2. System as claimed in claim 1, characterized in that it also comprises a second subsystem (S2) dedicated to inspecting the chip face of the modules (21) , and in that this second subsystem comprises:

> at least two cameras (13, 14), each camera being able to view the chip face of each module (21) positioned in a first row (22) of modules, respectively in a second row (23) of modules, of the microelectronic strip (20),

> a lighting bank (16) for the microelectronic strip (20) , > calculation means (45) capable of deliver, from the images captured by the cameras (13, 14), whether or not there are defects present and to characterize the defects.

3. System as claimed in claim 1 or 2, characterized in that it also comprises a strip support (17) common to the two subsystems (Sl, S2) .

4. System as claimed in claim 1 or 2, characterized in that the cameras (11, 12 ; 13, 14) of each subsystem (Sl ; S2) are mounted in a pipeline architecture .

5. System as claimed in any of claims 1 to 4, characterized in that the two cameras (11, 12 ; 13, 14) of each subsystem(Sl ; S2) are kept stationary on a common support (18 ; 19) .

6. System as claimed in any of claims 1 to 5, in which the lighting bank (15 ; 16) comprises: a first mean (25 ; 27) of back-lighting dedicated to lighting the reference indexes (24) of the strip (20), - a second mean (26 ; 28) of lighting dedicated to revealing visual defects, and a mean for controlling the two lighting means.

7. System as claimed in claim 6, in which the mean (25 ; 27) of back-lighting dedicated to the reference indexes comprises: a diffusion plate (30) intended to diffuse the light, a filter plate (31) comprising opaque elements (32) positioned opposite the modules (21) to be inspected on the strip, and through-holes (33) positioned opposite the reference indexes (24) of the strip (20) , a lighting plate (34) intended to light said plates (30, 31) and the strip (20) .

8. System as claimed in claim 6, characterized in that the second mean (26 ; 28) of lighting dedicated to the visual defects comprises a mean (35) allowing for axial diffusion of the light.

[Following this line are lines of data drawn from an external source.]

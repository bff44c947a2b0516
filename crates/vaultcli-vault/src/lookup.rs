//! Idempotent "find by name or create" for vaults and cards.
//!
//! Bulk operations refer to containers by name. Instead of caching results globally, callers build
//! a [NameIndex] from a listing they fetched themselves and pass a creation callback, the index
//! then remembers what it created for the rest of the run.

use std::collections::HashMap;

use tracing::debug;

/// Anything that can be found by its name.
pub trait Named {
    /// Server side identifier.
    fn id(&self) -> u64;
    /// Display name, unique within its parent.
    fn name(&self) -> &str;
}

/// Name to id map of the entries of one container. Names are compared exactly.
#[derive(Clone, Debug, Default)]
pub struct NameIndex {
    ids: HashMap<String, u64>,
}

impl NameIndex {
    /// An empty index.
    pub fn new() -> Self {
        Self::default()
    }

    /// Index an existing listing. When names repeat the first entry wins, like a linear search.
    pub fn from_items<'a, T: Named + 'a>(items: impl IntoIterator<Item = &'a T>) -> Self {
        let mut index = Self::new();
        for item in items {
            index.ids.entry(item.name().to_owned()).or_insert(item.id());
        }
        index
    }

    /// Id known for `name`, without creating anything.
    pub fn get(&self, name: &str) -> Option<u64> {
        self.ids.get(name).copied()
    }

    /// Number of known names.
    pub fn len(&self) -> usize {
        self.ids.len()
    }

    /// Whether no name is known yet.
    pub fn is_empty(&self) -> bool {
        self.ids.is_empty()
    }

    /// Return the id for `name`, calling `create` only when it is not known yet.
    ///
    /// A failed creation leaves the index untouched so the next call retries.
    pub fn lookup_or_create<E>(
        &mut self,
        name: &str,
        create: impl FnOnce(&str) -> Result<u64, E>,
    ) -> Result<u64, E> {
        if let Some(id) = self.get(name) {
            debug!(name, id, "Entry already exists");
            return Ok(id);
        }

        let id = create(name)?;
        debug!(name, id, "Created entry");
        self.ids.insert(name.to_owned(), id);
        Ok(id)
    }
}

impl FromIterator<(String, u64)> for NameIndex {
    fn from_iter<I: IntoIterator<Item = (String, u64)>>(iter: I) -> Self {
        let mut index = Self::new();
        for (name, id) in iter {
            index.ids.entry(name).or_insert(id);
        }
        index
    }
}

/// One shot lookup: query the current listing, create the entry if `name` is not in it.
pub fn find_or_create<T: Named, E>(
    name: &str,
    list: impl FnOnce() -> Result<Vec<T>, E>,
    create: impl FnOnce(&str) -> Result<u64, E>,
) -> Result<u64, E> {
    let items = list()?;
    NameIndex::from_items(&items).lookup_or_create(name, create)
}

9. System as claimed in claim 1 and/or 2, characterized in that it also comprises a central management unit (50) in communication with the calculation means (40 ; 45) of the subsystem(s)

(Sl ; S2) .

10. Automatic visual inspection process for electronic modules (21) positioned on a microelectronic strip (20), said method comprising the following steps : parametering (100) the strip to be analyzed based on its geometry (110), its appearance (111) and a required quality level (112), - defining (211) inspection zones (Z) with respect to reference indexes, each zone corresponding respectively to the surface area of a module to be analyzed, and for each inspection zone (Z) : > detecting the presence of a defect,

^ estimating the dimensions of the defect detected(218) ,

> characterizing the defect detected (219, 220),

> issuing a diagnostic concerning the status of the module analyzed (221) .

11. Process as claimed in claim 10, according to which for each inspection zone (Z), a preliminary step (212) consists in breaking the inspection zone down into basic zones (Ze) and in masking basic zones (29) that are not to be analyzed.

12. Process as claimed in claim 10 or 11, according to which the estimate of the dimensions of a defect consists in adding the dimensions of the defects related to at least two adjacent basic zones (218) .

13. Process as claimed in claims 10 to 12, according to which the step for characterizing a defect consists in assigning it a qualification based on its dimensions and based on its degree of visibility .

14. Process as claimed in any of claims 10 to 13, according to which the contact and chip faces of the modules are inspected simultaneously.

15. Process as claimed in any of claims 10 to 13, according to which the contact and chip faces of the modules are inspected independently.